*** Opening of Supplied records ***

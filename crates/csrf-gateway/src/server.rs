use std::sync::Arc;

use pingora::prelude::*;
use pingora::server::RunArgs;
use pingora::server::Server as PingoraServer;
use pingora::server::configuration::Opt;

use crate::configuration::GatewayConfig;
use crate::gateway::CsrfGateway;
use crate::guard::Guard;
use crate::metric::Metrics;

pub struct Server {
    server: PingoraServer,
}

impl Server {
    pub fn new(opt: Option<Opt>) -> Result<Self> {
        let server = PingoraServer::new(opt)?;
        Ok(Server { server })
    }

    pub fn bootstrap(&mut self, config: GatewayConfig, metrics: Arc<Metrics>) -> Result<()> {
        self.server.bootstrap();

        config.validate().map_err(|e| {
            Error::explain(ErrorType::InternalError, format!("invalid gateway config: {e}"))
        })?;

        let guard = Guard::new(&config).map_err(|e| {
            Error::explain(
                ErrorType::InternalError,
                format!("invalid csrf header name: {e}"),
            )
        })?;
        let gateway = CsrfGateway::new(Arc::new(guard), &config.upstream, metrics)?;

        if !config.production {
            log::warn!("production is off: binding cookie is sent without the Secure flag");
        }
        log::info!(
            "csrf gateway listening on {} in front of {}",
            config.listen,
            config.upstream.address
        );

        let mut gateway_service = http_proxy_service(&self.server.configuration, gateway);
        gateway_service.add_tcp(&config.listen);
        self.server.add_service(gateway_service);

        Ok(())
    }

    pub fn run_forever(self) {
        self.server.run_forever();
    }

    pub fn run(self, args: RunArgs) {
        self.server.run(args);
    }
}
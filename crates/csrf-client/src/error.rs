use reqwest::StatusCode;
use thiserror::Error;

#[derive(Debug, Error)]
pub enum ClientError {
    #[error("request failed: {0}")]
    Http(#[from] reqwest::Error),

    /// The gateway kept refusing the request after every allowed refresh.
    #[error("request rejected with {status}: {message}")]
    Rejected { status: StatusCode, message: String },

    #[error("malformed issuance response: {0}")]
    MalformedIssuance(String),

    #[error("issued token cannot be sent as a header: {0}")]
    InvalidHeader(String),
}

pub type Result<T> = std::result::Result<T, ClientError>;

*** Close of Supplied records ***

### [What the exercise asks]
Once the line with "let server = PingoraServer::new(opt)?;" is found in the records above, print exactly that line and every line after it through the line with "let guard = Guard::new(&config).map_err(|e|".

### [Result for this task]
        let server = PingoraServer::new(opt)?;
        Ok(Server { server })
    }

    pub fn bootstrap(&mut self, config: GatewayConfig, metrics: Arc<Metrics>) -> Result<()> {
        self.server.bootstrap();

        config.validate().map_err(|e| {
            Error::explain(ErrorType::InternalError, format!("invalid gateway config: {e}"))
        })?;

        let guard = Guard::new(&config).map_err(|e| {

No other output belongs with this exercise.